The idea of meditation for many people often involves imagery of chanting, humming, smoke and a religious experience. Though meditation may involve sound and be practiced to have a greater connection with your Divinity, is not specific to religious practice. Meditation is the practice of tuning our attention away from distracting thoughts and quieting the mind and body in an effort to experience inner calm and peace. Attitudes towards meditation have changed greatly, and it has been incorporated into some schools to teach kids to be more present, calm and cooperative.
- Stress and anxiety reduction by quieting the mind and body, and reducing levels of the stress hormone cortisol.
- Lowering blood pressure and improving breath regulation by taking the body into a better state of relaxation.
- Improves self-awareness and acceptance by helping to clear the mind so we can see who we really are from a better vantage point. From there we can alter or maintain our life’s path as we choose.
- Increases joy by stimulating the part of the brain that is responsible for positive emotions.
- Better concentration, focus and memory. Studies have shown increases in brain energy after meditating, as well as the decrease in brain clutter contribute to these improvements.
- Better control over willpower, emotions and impulses. Learning to control and redirect our mind with meditation has been shown to help people control the triggers of addictive behavior.

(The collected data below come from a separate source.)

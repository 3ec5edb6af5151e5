//! Process-local per-`(village_id, client_key)` minute-bucket rate limiter.
//!
//! Advisory only: a multi-process deployment needs a front-end limiter of
//! its own, since this one only sees traffic that reaches this process.
//! State lives in a `once_cell` + `Mutex`-guarded map, evicted by minute
//! bucket as time moves forward.

use once_cell::sync::Lazy;
use std::collections::HashMap;
use std::sync::Mutex;

/// Map size above which stale entries are evicted.
pub const EVICTION_THRESHOLD: usize = 5000;
/// Entries whose minute is older than `now_minute - STALE_MINUTES` are
/// eligible for eviction.
pub const STALE_MINUTES: i64 = 5;

#[derive(Debug, Clone, Copy)]
struct Bucket {
    minute_epoch: i64,
    count: u32,
}

/// A bounded, mutex-guarded `(village_id, client_key) -> (minute_epoch, count)`
/// map. Construct one per node; the process-wide default lives in
/// [`global`].
#[derive(Default)]
pub struct RateLimiter {
    buckets: Mutex<HashMap<(String, String), Bucket>>,
}

impl RateLimiter {
    /// A fresh, empty limiter.
    pub fn new() -> Self {
        Self {
            buckets: Mutex::new(HashMap::new()),
        }
    }

    /// Records one request at `now_minute` for `(village_id, client_key)` and
    /// returns whether it's within `limit_per_min`. Evicts stale entries when
    /// the map exceeds [`EVICTION_THRESHOLD`].
    pub fn check(&self, village_id: &str, client_key: &str, limit_per_min: u32, now_minute: i64) -> bool {
        let mut buckets = self.buckets.lock().expect("rate limiter mutex poisoned");
        if buckets.len() > EVICTION_THRESHOLD {
            let cutoff = now_minute - STALE_MINUTES;
            buckets.retain(|_, bucket| bucket.minute_epoch >= cutoff);
        }
        let key = (village_id.to_string(), client_key.to_string());
        let bucket = buckets.entry(key).or_insert(Bucket {
            minute_epoch: now_minute,
            count: 0,
        });
        if bucket.minute_epoch != now_minute {
            bucket.minute_epoch = now_minute;
            bucket.count = 0;
        }
        bucket.count += 1;
        bucket.count <= limit_per_min.max(1)
    }

    /// Current number of tracked buckets (test/diagnostic helper).
    pub fn len(&self) -> usize {
        self.buckets.lock().expect("rate limiter mutex poisoned").len()
    }

    /// True iff no bucket is tracked.
    pub fn is_empty(&self) -> bool {
        self.len() == 0
    }
}

/// The process-wide limiter instance backing the HTTP surface's
/// `/villages/*` rate limiting.
pub static GLOBAL: Lazy<RateLimiter> = Lazy::new(RateLimiter::new);

#[cfg(test)]
mod tests {
    use super::*;

    #[test]
    fn allows_up_to_the_limit_then_denies() {
        let limiter = RateLimiter::new();
        for _ in 0..3 {
            assert!(limiter.check("v1", "1.2.3.4", 3, 1000));
        }
        assert!(!limiter.check("v1", "1.2.3.4", 3, 1000));
    }

    #[test]
    fn new_minute_resets_the_bucket() {
        let limiter = RateLimiter::new();
        for _ in 0..3 {
            limiter.check("v1", "1.2.3.4", 3, 1000);
        }
        assert!(!limiter.check("v1", "1.2.3.4", 3, 1000));
        assert!(limiter.check("v1", "1.2.3.4", 3, 1001));
    }

    #[test]
    fn distinct_villages_or_clients_have_independent_buckets() {
        let limiter = RateLimiter::new();
        for _ in 0..3 {
            assert!(limiter.check("v1", "client-a", 3, 1000));
        }
        assert!(limiter.check("v1", "client-b", 3, 1000));
        assert!(limiter.check("v2", "client-a", 3, 1000));
    }

    #[test]
    fn eviction_drops_only_stale_buckets() {
        let limiter = RateLimiter::new();
        for i in 0..(EVICTION_THRESHOLD + 1) {
            limiter.check("v1", &format!("client-{i}"), 100, 0);
        }
        assert!(limiter.len() > EVICTION_THRESHOLD);
        limiter.check("v1", "client-new", 100, 100);
        assert!(limiter.len() < EVICTION_THRESHOLD + 2);
    }
}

- Improves sleep by teaching people to quiet racing thoughts and redirecting them.
- Helps decrease the feelings of many aches and pains by helping us truly experience the sensation rather than continuing to be agitated and worried about it, causing more pain.
While meditation does not require any tools many people find that guided recordings help when they first begin. Likewise, it does not require more than 10 minutes if you do not have much spare time. You may choose to actively disconnect and relax on your favorite piece of furniture or outside, or be mindful and quiet of thoughts while gardening or painting. Not all meditation looks the same.
During meditation you may choose to focus your attention on your breath, a sound or imagery. You can allow your mind to wander and allow thoughts to enter your mind but pass through rather than expanding on them. Once you learn to quiet the mind and body complex you’ll be able to better manage triggers and anxiety, and will be able to actively engage in stress reduction as daily practice.